Saturday 10 December 2011

Kesepian, Kebahagiaan dan Cinta.


Kesepian adalah perasaan kekurangan dalam hubungan sosial yang menyediakan kesempatan untuk keintiman atau kedekatan emosional dan persahabatan. Orang bisa merasa sepi dalam keramaian, dan merasa ramai dalam kesepian, sebab rasa sepi sangat subjektif. Meskipun dikelilingi puluhan orang setiap hari, mereka yang merasa kurang memiliki hubungan yang intim, hangat dan akrab dengan seseorang tetap akan merasa sepi. Sebaliknya ada juga yang hanya bertemu dengan satu orang saja sehari sekali, tidak merasa sepi karena yang ditemui dirasakan mampu memberikan rasa dekat.

Orang merasa sepi dalam hidupnya jika tanpa cinta. Tidak jarang, rasa kesepian merupakan pendorong bagi seseorang untuk menjalin hubungan dengan orang lain. Bukankah biasa kita mendengar mereka yang menikah hanya karena takut akan kesepian pada masa senjanya?!

Cinta, meskipun kemunculannya benar-benar bebas. Tapi ekspresinya tidaklah bebas. Ia terkungkung norma budaya. Sampai saat ini masih sangat banyak yang beranggapan bahwa menikah akan membuat orang berbahagia selamanya. ‘Living happily ever after’, demikian istilahnya dalam bahasa inggris. Benarkah hal tersebut? Banyak ilmuwan mengatakannya sebagai mitos. Rasa bahagia pasti menurun pada saat-saat tertentu dan naik pada saat yang lain.

Saat ini, cinta memang menjadi landasan untuk menikah bagi sebagian besar orang. Contohnya Anda, apakah Anda mau menikah dengan orang yang tidak ada cintai? Anda tentu memilih menikah dengan orang yang Anda cintai. Namun demikian, pernikahan boleh jadi tanpa cinta dan tidak semua pencinta yang menginginkan pernikahan, benar-benar menikah. Sebab pernikahan bukan hanya tentang cinta.

Perempuan akan lebih mudah jatuh cinta pada mereka yang memiliki sumberdaya berlimpah. Anggapan bahwa perempuan itu ‘matre’, ada benarnya. Namun, itu sama sekali bukan keburukan. Itu adalah strategi alamiah yang dimiliki perempuan untuk bertahan hidup dan survival.

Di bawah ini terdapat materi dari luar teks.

//! Reporting over cleaned survey tables.
//!
//! Reports only ever read tables that went through the cleaning pipeline and
//! were loaded back through their persisted schema, so every column already
//! has its final type here.

pub mod describe;
pub mod error;
pub mod quality;
pub mod stats;
pub mod trends;

pub use describe::{
    DEFAULT_EXCLUDED_GROUP, DEFAULT_GROUP_COLUMN, DEFAULT_SUBGROUP_COLUMN, DescribeOptions,
    GroupDescription, SubgroupDescription, describe_groups,
};
pub use error::{ReportError, Result};
pub use quality::{ColumnProfile, ColumnQuality, DateRange, QualityReport, quality_report};
pub use stats::{NumericSummary, quantile, summarize};
pub use trends::{
    DEFAULT_DATE_COLUMN, DEFAULT_TREND_GROUP, DEFAULT_VALUE_COLUMN, TrendOptions, TrendPoint,
    TrendSeries, trend_series,
};
//! Cell extraction and string helpers shared by the cleaning steps.

use polars::prelude::{Column, DataType};
use survey_model::{CellValue, ColumnType, epoch_days_to_date};

use crate::error::{CleanError, Result};

/// Read every cell of a column as [`CellValue`]s of the given type.
pub fn column_cells(column: &Column, column_type: ColumnType) -> Result<Vec<CellValue>> {
    let cells = match column_type {
        ColumnType::Text | ColumnType::RawString => column
            .str()?
            .into_iter()
            .map(|value| value.map_or(CellValue::Missing, CellValue::text))
            .collect(),
        ColumnType::Number => column
            .f64()?
            .into_iter()
            .map(|value| value.map_or(CellValue::Missing, CellValue::Number))
            .collect(),
        ColumnType::Date => {
            let days = column.cast(&DataType::Int32)?;
            let mut cells = Vec::with_capacity(days.len());
            for value in days.i32()? {
                let cell = match value {
                    None => CellValue::Missing,
                    Some(days) => epoch_days_to_date(days).map(CellValue::Date).ok_or_else(
                        || CleanError::TypeConversion {
                            column: column.name().to_string(),
                            value: days.to_string(),
                            target: ColumnType::Date,
                        },
                    )?,
                };
                cells.push(cell);
            }
            cells
        }
    };
    Ok(cells)
}

/// Strip surrounding whitespace and enclosing double quotes from a value.
///
/// Unlike a single quote-pair strip, repeated quotes left by double escaping
/// are removed too.
///
/// # Examples
///
/// ```
/// use survey_transform::data_utils::strip_quotes;
///
/// assert_eq!(strip_quotes("\"hello\""), "hello");
/// assert_eq!(strip_quotes("  \"\"world\"\"  "), "world");
/// assert_eq!(strip_quotes(" unquoted "), "unquoted");
/// assert_eq!(strip_quotes("say \"hi\" now"), "say \"hi\" now");
/// ```
pub fn strip_quotes(value: &str) -> String {
    value.trim().trim_matches('"').trim().to_string()
}

/// True for a section divider label: at least one upper-case letter and no
/// lower-case letters.
///
/// # Examples
///
/// ```
/// use survey_transform::data_utils::is_divider_label;
///
/// assert!(is_divider_label("HOUSEHOLDS BY TYPE"));
/// assert!(is_divider_label("SEX AND AGE (18+)"));
/// assert!(!is_divider_label("Married couples"));
/// assert!(!is_divider_label("18 - 24"));
/// ```
pub fn is_divider_label(label: &str) -> bool {
    label.chars().any(char::is_uppercase) && !label.chars().any(char::is_lowercase)
}
//! Typed persistence for cleaned survey tables.
//!
//! A table is stored as two files sharing a base name: the CSV data, which
//! carries no type information, and a JSON schema sidecar mapping each column
//! to its type tag:
//!
//! ```text
//! data/clean/anxiety_trends.csv   Group,Phase,Time Period Start Date,Value
//! data/clean/anxiety_trends.json  {"Group": "text", "Value": "number", ...}
//! ```
//!
//! Reading requires both files and applies the schema instead of inferring
//! types, so `read_table(write_table(t))` reproduces `t` exactly.

pub mod error;
pub mod format;
pub mod io;

pub use error::{Artifact, PersistError, Result};
pub use io::{read_table, schema_path_for, write_table};
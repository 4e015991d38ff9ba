//! Error types for report generation.

use survey_model::ColumnType;
use survey_transform::CleanError;
use thiserror::Error;

#[derive(Debug, Error)]
pub enum ReportError {
    /// A column used for grouping or plotting has the wrong type.
    #[error("column '{column}' is {actual}, expected {expected}")]
    WrongType {
        column: String,
        expected: ColumnType,
        actual: ColumnType,
    },

    /// The requested group does not occur in the table.
    #[error("group '{group}' not found; available groups: {}", available.join(", "))]
    UnknownGroup {
        group: String,
        available: Vec<String>,
    },

    /// Reading cells from the table failed (including missing columns).
    #[error(transparent)]
    Frame(#[from] CleanError),
}

pub type Result<T> = std::result::Result<T, ReportError>;
//! Survey table data model.
//!
//! Types shared by every stage of the cleaning workspace:
//!
//! - [`ColumnType`] and [`TypeSchema`]: resolved per-column types and the
//!   sidecar schema persisted next to each cleaned table
//! - [`CellValue`]: a single typed cell, including the `-1` sentinel helpers
//! - [`CleanConfig`], [`SourceConfig`], [`DatasetKind`]: which raw sources are
//!   cleaned, where they live, and which dataset-specific step applies

pub mod column;
pub mod error;
pub mod options;
pub mod value;

pub use column::{ColumnType, TypeSchema};
pub use error::{ConfigError, Result};
pub use options::{
    CleanConfig, DatasetKind, SourceConfig, default_na_markers, default_null_values,
};
pub use value::{
    CellValue, SENTINEL_DATE_DAYS, SENTINEL_NUMBER, SENTINEL_TEXT, date_to_epoch_days,
    epoch_days_to_date, sentinel_date,
};
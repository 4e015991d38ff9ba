//! "Not applicable" marker recognition.
//!
//! Each raw source declares which whole-cell patterns mean "no value", e.g.
//! `(X)` or `*****` in census extracts. Matching cells become missing before
//! type inference, so inference only ever sees real values or the `-1`
//! placeholder.

use regex::Regex;
use survey_model::{CellValue, default_na_markers};
use tracing::debug;

use crate::error::{CleanError, Result};
use crate::frame::SurveyFrame;

/// Compiled set of NA marker patterns for one source.
#[derive(Debug, Clone)]
pub struct NaMarkers {
    patterns: Vec<Regex>,
}

impl NaMarkers {
    /// Compile marker patterns. Patterns are matched against the trimmed cell.
    pub fn new<S: AsRef<str>>(patterns: &[S]) -> Result<Self> {
        let patterns = patterns
            .iter()
            .map(|pattern| {
                Regex::new(pattern.as_ref()).map_err(|source| CleanError::InvalidMarker {
                    pattern: pattern.as_ref().to_string(),
                    source,
                })
            })
            .collect::<Result<Vec<_>>>()?;
        Ok(Self { patterns })
    }

    /// A set that recognizes nothing.
    pub fn none() -> Self {
        Self {
            patterns: Vec::new(),
        }
    }

    pub fn is_marker(&self, value: &str) -> bool {
        let trimmed = value.trim();
        self.patterns.iter().any(|pattern| pattern.is_match(trimmed))
    }

    pub fn len(&self) -> usize {
        self.patterns.len()
    }

    pub fn is_empty(&self) -> bool {
        self.patterns.is_empty()
    }
}

impl Default for NaMarkers {
    fn default() -> Self {
        // The built-in patterns are known to compile.
        Self::new(default_na_markers().as_slice()).unwrap_or_else(|_| Self::none())
    }
}

/// Map every marker cell of every string-typed column to missing.
///
/// Returns the new frame and the number of cells replaced. Number and date
/// columns are never touched.
pub fn replace_na_markers(frame: &SurveyFrame, markers: &NaMarkers) -> Result<(SurveyFrame, usize)> {
    let mut result = frame.clone();
    let mut replaced = 0usize;
    if markers.is_empty() {
        return Ok((result, replaced));
    }
    for (column, column_type) in frame.typed_columns() {
        if !column_type.is_textual() {
            continue;
        }
        let mut cells = frame.cells(&column)?;
        let mut column_replaced = 0usize;
        for cell in &mut cells {
            if cell.as_str().is_some_and(|value| markers.is_marker(value)) {
                *cell = CellValue::Missing;
                column_replaced += 1;
            }
        }
        if column_replaced > 0 {
            debug!(column = %column, replaced = column_replaced, "NA markers replaced");
            result.replace_column(&column, column_type, &cells)?;
            replaced += column_replaced;
        }
    }
    Ok((result, replaced))
}

#[cfg(test)]
mod tests {
    use super::*;
    use survey_model::ColumnType;

    fn frame() -> SurveyFrame {
        SurveyFrame::from_cells(
            "census",
            vec![
                (
                    "Estimate".to_string(),
                    ColumnType::RawString,
                    vec![
                        CellValue::text("(X)"),
                        CellValue::text("*****"),
                        CellValue::text("-"),
                        CellValue::text("-1"),
                        CellValue::text("12"),
                        CellValue::text("*"),
                    ],
                ),
                (
                    "Value".to_string(),
                    ColumnType::Number,
                    vec![
                        CellValue::Number(1.0),
                        CellValue::Missing,
                        CellValue::Number(2.0),
                        CellValue::Number(3.0),
                        CellValue::Number(4.0),
                        CellValue::Number(5.0),
                    ],
                ),
            ],
        )
        .unwrap()
    }

    #[test]
    fn default_markers_map_to_missing() {
        let (cleaned, replaced) = replace_na_markers(&frame(), &NaMarkers::default()).unwrap();
        assert_eq!(replaced, 3);
        assert_eq!(
            cleaned.cells("Estimate").unwrap(),
            vec![
                CellValue::Missing,
                CellValue::Missing,
                CellValue::Missing,
                CellValue::text("-1"),
                CellValue::text("12"),
                CellValue::text("*"),
            ]
        );
        assert_eq!(
            cleaned.cells("Value").unwrap(),
            frame().cells("Value").unwrap()
        );
    }

    #[test]
    fn source_specific_markers() {
        let markers = NaMarkers::new(&[r"^\*$"]).unwrap();
        let (cleaned, replaced) = replace_na_markers(&frame(), &markers).unwrap();
        assert_eq!(replaced, 1);
        assert_eq!(cleaned.cells("Estimate").unwrap()[0], CellValue::text("(X)"));
        assert_eq!(cleaned.cells("Estimate").unwrap()[5], CellValue::Missing);
    }

    #[test]
    fn markers_match_trimmed_cells() {
        let markers = NaMarkers::default();
        assert!(markers.is_marker(" (X) "));
        assert!(markers.is_marker("**"));
        assert!(!markers.is_marker("(X) units"));
    }

    #[test]
    fn invalid_pattern_is_rejected() {
        let result = NaMarkers::new(&["(unclosed"]);
        assert!(matches!(result, Err(CleanError::InvalidMarker { .. })));
    }

    #[test]
    fn input_frame_is_untouched() {
        let original = frame();
        let _ = replace_na_markers(&original, &NaMarkers::default()).unwrap();
        assert_eq!(original.cells("Estimate").unwrap()[0], CellValue::text("(X)"));
    }
}
//! Missing-value imputation.
//!
//! Number columns are filled with their own mean first; whatever is still
//! missing afterwards gets the `-1` sentinel of its column type.

use survey_model::{CellValue, ColumnType};
use tracing::debug;

use crate::error::{CleanError, Result};
use crate::frame::SurveyFrame;

/// Mean of the non-missing values, or `None` when there are none.
fn mean_of(cells: &[CellValue]) -> Option<f64> {
    let (sum, count) = cells
        .iter()
        .filter_map(CellValue::as_f64)
        .fold((0.0f64, 0usize), |(sum, count), value| (sum + value, count + 1));
    (count > 0).then(|| sum / count as f64)
}

/// Replace missing cells of every number column with that column's mean.
///
/// Returns the new frame and the number of cells filled. A number column that
/// has rows but no values fails with [`CleanError::UndefinedMean`].
pub fn impute_numeric_means(frame: &SurveyFrame) -> Result<(SurveyFrame, usize)> {
    let mut result = frame.clone();
    let mut filled = 0usize;
    for column in frame.schema.columns_of(ColumnType::Number) {
        let mut cells = frame.cells(column)?;
        let gaps = cells.iter().filter(|cell| cell.is_missing()).count();
        if gaps == 0 {
            continue;
        }
        let mean = mean_of(&cells).ok_or_else(|| CleanError::UndefinedMean {
            column: column.to_string(),
        })?;
        for cell in &mut cells {
            if cell.is_missing() {
                *cell = CellValue::Number(mean);
            }
        }
        debug!(column, gaps, mean, "imputed column mean");
        result.replace_column(column, ColumnType::Number, &cells)?;
        filled += gaps;
    }
    Ok((result, filled))
}

/// Replace every remaining missing cell with the sentinel of its column type.
///
/// Non-missing cells are never altered. Returns the new frame and the number
/// of cells filled.
pub fn fill_missing(frame: &SurveyFrame) -> Result<(SurveyFrame, usize)> {
    let mut result = frame.clone();
    let mut filled = 0usize;
    for (column, column_type) in frame.typed_columns() {
        if frame.data.column(&column)?.null_count() == 0 {
            continue;
        }
        let sentinel = CellValue::sentinel_for(column_type);
        let mut cells = frame.cells(&column)?;
        for cell in &mut cells {
            if cell.is_missing() {
                *cell = sentinel.clone();
                filled += 1;
            }
        }
        result.replace_column(&column, column_type, &cells)?;
    }
    Ok((result, filled))
}

/// Number of missing cells in the whole table.
pub fn count_missing(frame: &SurveyFrame) -> usize {
    frame.missing_count()
}
//! Logging setup using `tracing` and `tracing-subscriber`.
//!
//! Library crates only emit events; this module installs the subscriber for
//! the binary.
//!
//! # Log Levels
//!
//! - `error`: a source failed to clean or load
//! - `warn`: inference fallbacks, skipped percent columns
//! - `info`: stage progress and counts per dataset
//! - `debug`: per-column decisions
//! - `trace`: unused for now
//!
//! # Usage
//!
//! ```ignore
//! use survey_cli::logging::{init_logging, LogConfig};
//!
//! init_logging(&LogConfig::default())?;
//! ```

use std::fs::OpenOptions;
use std::io::{self, Write};
use std::path::PathBuf;
use std::sync::{Arc, Mutex};

use tracing::level_filters::LevelFilter;
use tracing_subscriber::{
    EnvFilter,
    fmt::{self, MakeWriter},
    layer::SubscriberExt,
    util::SubscriberInitExt,
};

/// Workspace crates that get the configured level when `RUST_LOG` is unset.
const WORKSPACE_CRATES: [&str; 6] = [
    "survey_cli",
    "survey_ingest",
    "survey_model",
    "survey_output",
    "survey_report",
    "survey_transform",
];

/// Configuration for logging behavior.
#[derive(Debug, Clone)]
pub struct LogConfig {
    /// Level for workspace crates; other crates stay at `warn`.
    pub level_filter: LevelFilter,
    /// Let `RUST_LOG` override `level_filter` when it is set.
    pub use_env_filter: bool,
    pub with_timestamps: bool,
    /// Whether to include target (module path) in log output.
    pub with_target: bool,
    /// Emit span close events in JSON output.
    pub with_spans: bool,
    pub with_ansi: bool,
    pub format: LogFormat,
    /// When set, logs are appended to this file instead of stderr.
    pub log_file: Option<PathBuf>,
}

/// Log output format.
#[derive(Debug, Clone, Copy, Default, PartialEq, Eq)]
pub enum LogFormat {
    /// Human-readable pretty format with colors.
    #[default]
    Pretty,
    /// Compact single-line format.
    Compact,
    /// JSON format for machine parsing.
    Json,
}

impl Default for LogConfig {
    fn default() -> Self {
        Self {
            level_filter: LevelFilter::WARN,
            use_env_filter: true,
            with_timestamps: false,
            with_target: false,
            with_spans: true,
            with_ansi: true,
            format: LogFormat::default(),
            log_file: None,
        }
    }
}

/// Initialize the global tracing subscriber.
///
/// # Errors
///
/// Returns an error if the log file cannot be opened.
///
/// # Panics
///
/// Panics if a global subscriber is already installed.
pub fn init_logging(config: &LogConfig) -> io::Result<()> {
    if let Some(path) = &config.log_file {
        let file = OpenOptions::new().create(true).append(true).open(path)?;
        init_logging_with_writer(config, SharedFileWriter::new(file));
    } else {
        init_logging_with_writer(config, io::stderr);
    }
    Ok(())
}

/// Initialize logging with a custom writer.
pub fn init_logging_with_writer<W>(config: &LogConfig, writer: W)
where
    W: for<'writer> MakeWriter<'writer> + Send + Sync + 'static,
{
    let filter = build_env_filter(config);

    match config.format {
        LogFormat::Json => {
            let layer = fmt::layer()
                .json()
                .with_writer(writer)
                .with_target(config.with_target)
                .with_span_events(if config.with_spans {
                    fmt::format::FmtSpan::CLOSE
                } else {
                    fmt::format::FmtSpan::NONE
                });

            tracing_subscriber::registry()
                .with(filter)
                .with(layer)
                .init();
        }
        LogFormat::Compact => {
            let layer = fmt::layer()
                .compact()
                .with_writer(writer)
                .with_ansi(config.with_ansi)
                .with_target(config.with_target);

            if config.with_timestamps {
                tracing_subscriber::registry()
                    .with(filter)
                    .with(layer)
                    .init();
            } else {
                tracing_subscriber::registry()
                    .with(filter)
                    .with(layer.without_time())
                    .init();
            }
        }
        LogFormat::Pretty => {
            let layer = fmt::layer()
                .with_writer(writer)
                .with_ansi(config.with_ansi)
                .with_target(config.with_target);

            if config.with_timestamps {
                tracing_subscriber::registry()
                    .with(filter)
                    .with(layer)
                    .init();
            } else {
                tracing_subscriber::registry()
                    .with(filter)
                    .with(layer.without_time())
                    .init();
            }
        }
    }
}

#[derive(Clone)]
struct SharedFileWriter {
    file: Arc<Mutex<std::fs::File>>,
}

impl SharedFileWriter {
    fn new(file: std::fs::File) -> Self {
        Self {
            file: Arc::new(Mutex::new(file)),
        }
    }
}

struct SharedFileGuard {
    file: Arc<Mutex<std::fs::File>>,
}

impl Write for SharedFileGuard {
    fn write(&mut self, buf: &[u8]) -> io::Result<usize> {
        let mut guard = self
            .file
            .lock()
            .map_err(|_| io::Error::other("log file lock poisoned"))?;
        guard.write(buf)
    }

    fn flush(&mut self) -> io::Result<()> {
        let mut guard = self
            .file
            .lock()
            .map_err(|_| io::Error::other("log file lock poisoned"))?;
        guard.flush()
    }
}

impl<'a> MakeWriter<'a> for SharedFileWriter {
    type Writer = SharedFileGuard;

    fn make_writer(&'a self) -> Self::Writer {
        SharedFileGuard {
            file: Arc::clone(&self.file),
        }
    }
}

/// Default filter directives: `warn` globally, `level` for workspace crates.
pub fn default_directives(level: LevelFilter) -> String {
    let level = level.to_string().to_lowercase();
    let mut directives = vec!["warn".to_string()];
    directives.extend(
        WORKSPACE_CRATES
            .iter()
            .map(|krate| format!("{krate}={level}")),
    );
    directives.join(",")
}

fn build_env_filter(config: &LogConfig) -> EnvFilter {
    let fallback = || EnvFilter::new(default_directives(config.level_filter));
    if config.use_env_filter {
        EnvFilter::try_from_default_env().unwrap_or_else(|_| fallback())
    } else {
        fallback()
    }
}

Kualitas pernikahan merupakan hal terpenting ketimbang status pernikahan itu sendiri. Sebuah ironi tetap mempertahankan status pernikahan bila sementara pernikahan itu tidak memiliki kualitas yang baik. Seringkali orang-orang yang berkata bahwa pernikahan mereka memuaskan dan juga menemukan cinta terhadap pasangannya, mereka juga melaporkan tidak bahagia, tidak puas dengan hidupnya, atau tertekan. Pernikahan yang mereka alami itu tentulah pernikahan yang kurang berkualitas. Pernikahan yang berkualitas haruslah menimbulkan kebahagiaan pelakunya, memuaskan diri pelakunya dan membuat pelakunya merasa bebas. Orang yang berbahagia dalam pernikahan lebih mudah tertawa dalam hidupnya. Mereka juga lebih hangat, lebih percaya, lebih perduli, dan lebih memperhatikan orang lain.

Apakah kunci sukses sebuah pernikahan? Sementara orang menjawab dengan kesamaan. Hal itu benar sebagian. Bagaimanapun kesamaan yang ada diantara pasangan, baik kesamaan nilai-nilai, kesamaan sikap dan lainnya, akan membuat hubungan terhindar dari banyak konflik. Akan tetapi hidup merupakan proses. Manusia semakin berkembang dari waktu ke waktu. Perubahan merupakan suatu keniscayaan. Masing-masing pasangan pastilah akan berubah menjadi berbeda, minimal karena bertambahnya pengalaman hidup. 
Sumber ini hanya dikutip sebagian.